Parliamo di pop, perché i CR nella loro storia hanno avuto i loro bei momenti di puro mainstream: "Abbiamo flirtato tanto col pop, siamo andati da Renzo Arbore, abbiamo fatto un varietà del sabato sera nel '90, il karma ce lo siamo compromesso parecchio. Alla fine io però non ce l'ho mai fatta a passare da quella parte lì, mi sono sentito sempre in imbarazzo. Altri duri e puri invece abbiamo scoperto che avevano una bella confidenza con quel mondo. Io non guardo Sanremo e quando mi capita davanti giro, perché dovrei andare su un palco che non mi fa divertire? Il nostro è stato un percorso anche molto dogmatico, prima c'era la contrapposizione vera tra il mondo sistema e il nostro mondo, oggi è un altro scenario".
Ecco, parlando della canzone Scenario, presente nel disco, mi piacerebbe proprio sapere chi sono i "voi" di cui si parla nello speech. Qui Alioscia mi spiega una situazione trascendente, in cui mi dice che di quel pezzo lui è solo un tramite. Mi parla di entità superiore che guida nell'autoanalisi e, soprattutto, che non è roba da fricchettoni.
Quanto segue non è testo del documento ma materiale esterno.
// SPDX-License-Identifier: Apache-2.0

//! A scriptable plugin used only by the engine's own integration tests.
//! Reads `DUMMY_PLUGIN_MODE` to decide how to misbehave; everything else
//! about it is a minimal, well-behaved plugin built on the same SDK a
//! real plugin would use.
//!
//! Modes:
//! - `ok` (default): registers as `DUMMY_PLUGIN_NAME`/`_VERSION`/`_PATTERN`
//!   (defaulting to `dummy`/`0.1.0`/`dummy/**`) and serves one secret,
//!   `<name>/only`, with value `dummy-value`.
//! - `slow_register`: sleeps for twice the engine's advertised registration
//!   timeout before attempting to register.
//! - `bad_name`: attempts to register with an empty name, which the engine
//!   rejects; exits once the rejection is observed.
//! - `crash_immediately`: exits nonzero before opening the session at all.
//! - `crash_after_register`: registers normally, then exits nonzero without
//!   answering any calls.

use secrets_engine_sdk::launch;
use secrets_proto::mux::{Mux, CHAN_ENGINE_CALLS_PLUGIN, CHAN_PLUGIN_CALLS_ENGINE};
use secrets_proto::proto::{Empty, GetSecretsResponse, RegisterPluginRequest, RegisterPluginResponse};
use secrets_proto::rpc::{self, METHOD_GET_SECRETS, METHOD_REGISTER_PLUGIN, METHOD_SHUTDOWN};

fn env_or(key: &str, default: &str) -> String {
	std::env::var(key).unwrap_or_else(|_| default.to_owned())
}

#[tokio::main]
async fn main() -> anyhow::Result<()> {
	env_logger::init();

	let mode = env_or("DUMMY_PLUGIN_MODE", "ok");
	if mode == "crash_immediately" {
		std::process::exit(17);
	}

	let launch = launch::from_env()?;
	if mode == "slow_register" {
		tokio::time::sleep(launch.timeout * 2).await;
	}

	let stream = launch::stream_from_fd(launch.fd)?;
	let mux = Mux::new(stream);
	let mut register_chan = mux.open(CHAN_PLUGIN_CALLS_ENGINE)?;

	let name = if mode == "bad_name" {
		String::new()
	} else {
		env_or("DUMMY_PLUGIN_NAME", "dummy")
	};
	let version = env_or("DUMMY_PLUGIN_VERSION", "0.1.0");
	let pattern = env_or("DUMMY_PLUGIN_PATTERN", "dummy/**");

	let register_req = RegisterPluginRequest {
		name: name.clone(),
		version: version.clone(),
		pattern: pattern.clone(),
	};
	let registered: RegisterPluginResponse = match rpc::call(&mut register_chan, METHOD_REGISTER_PLUGIN, &register_req).await {
		Ok(resp) => resp,
		Err(e) => {
			log::warn!("registration rejected as expected for mode '{mode}': {e}");
			return Ok(());
		}
	};
	log::info!("registered with engine '{}' {}", registered.engine_name, registered.engine_version);
	drop(register_chan);

	if mode == "crash_after_register" {
		std::process::exit(17);
	}

	let mut calls = mux.open(CHAN_ENGINE_CALLS_PLUGIN)?;
	loop {
		let Some((method, payload)) = rpc::read_call(&mut calls).await? else {
			return Ok(());
		};

		match method {
			METHOD_GET_SECRETS => {
				let req: secrets_proto::proto::GetSecretsRequest = prost::Message::decode(payload.as_slice())?;
				let id = format!("{name}/only");
				if matches_pattern(&req.pattern, &id) {
					let envelope = secrets_proto::proto::Envelope {
						id,
						value: b"dummy-value".to_vec(),
						metadata: Default::default(),
						provider: String::new(),
						version: version.clone(),
						created_at_unix_nanos: 0,
						resolved_at_unix_nanos: 0,
						expires_at_unix_nanos: 0,
					};
					rpc::respond_ok(&mut calls, &GetSecretsResponse { envelopes: vec![envelope] }).await?;
				} else {
					let err = secrets_proto::wire_error::WireError::new(
						secrets_proto::wire_error::WireErrorCode::NotFound,
						format!("dummy plugin has no secret matching '{}'", req.pattern),
					);
					rpc::respond_err(&mut calls, err).await?;
				}
			}
			METHOD_SHUTDOWN => {
				rpc::respond_ok(&mut calls, &Empty {}).await?;
				return Ok(());
			}
			other => log::warn!("unknown method tag {other}, ignoring"),
		}
	}
}

/// A tiny, local stand-in for the engine's own pattern matching: this
/// harness only ever serves one identifier, so it just checks membership
/// directly rather than depending on `secrets-engine`'s pattern grammar.
fn matches_pattern(pattern: &str, id: &str) -> bool {
	pattern == "**" || pattern == id || pattern.ends_with("/**") && id.starts_with(&pattern[..pattern.len() - 2])
}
A quel pezzo è legato un po' del mondo di Polaris, della Stella Polare come punto di riferimento altro. "Boh sono uno che quando accendevano l'incenso mi toccavo i coglioni, ma non posso negare che se io avessi la saggezza delle parole di Josh, l'entità, in Scenario, vivrei col sorriso dalla mattina alla sera e non avrei problemi neanche se mi cascasse il tetto in testa. Non sono così risolto. In ogni caso noi siamo il mondo basso e loro sono il nord, il punto che cerchiamo quando guardiamo in alto per non perdere la bussola, come si suol dire. Anche la grafica si riferisce a questa esperienza: la stella dei venti, le due spade per Ho combattuto, il numero è la velocità della luce (Fermi alla velocità della luce) e la cover con tutti i volti che guardano sorpresi la stella polare o la fine del mondo - salcazzo, lo scopriremo - è legato al concetto di moltitudine di Tra noi, ed è il pezzo un po' più CR vecchio stile".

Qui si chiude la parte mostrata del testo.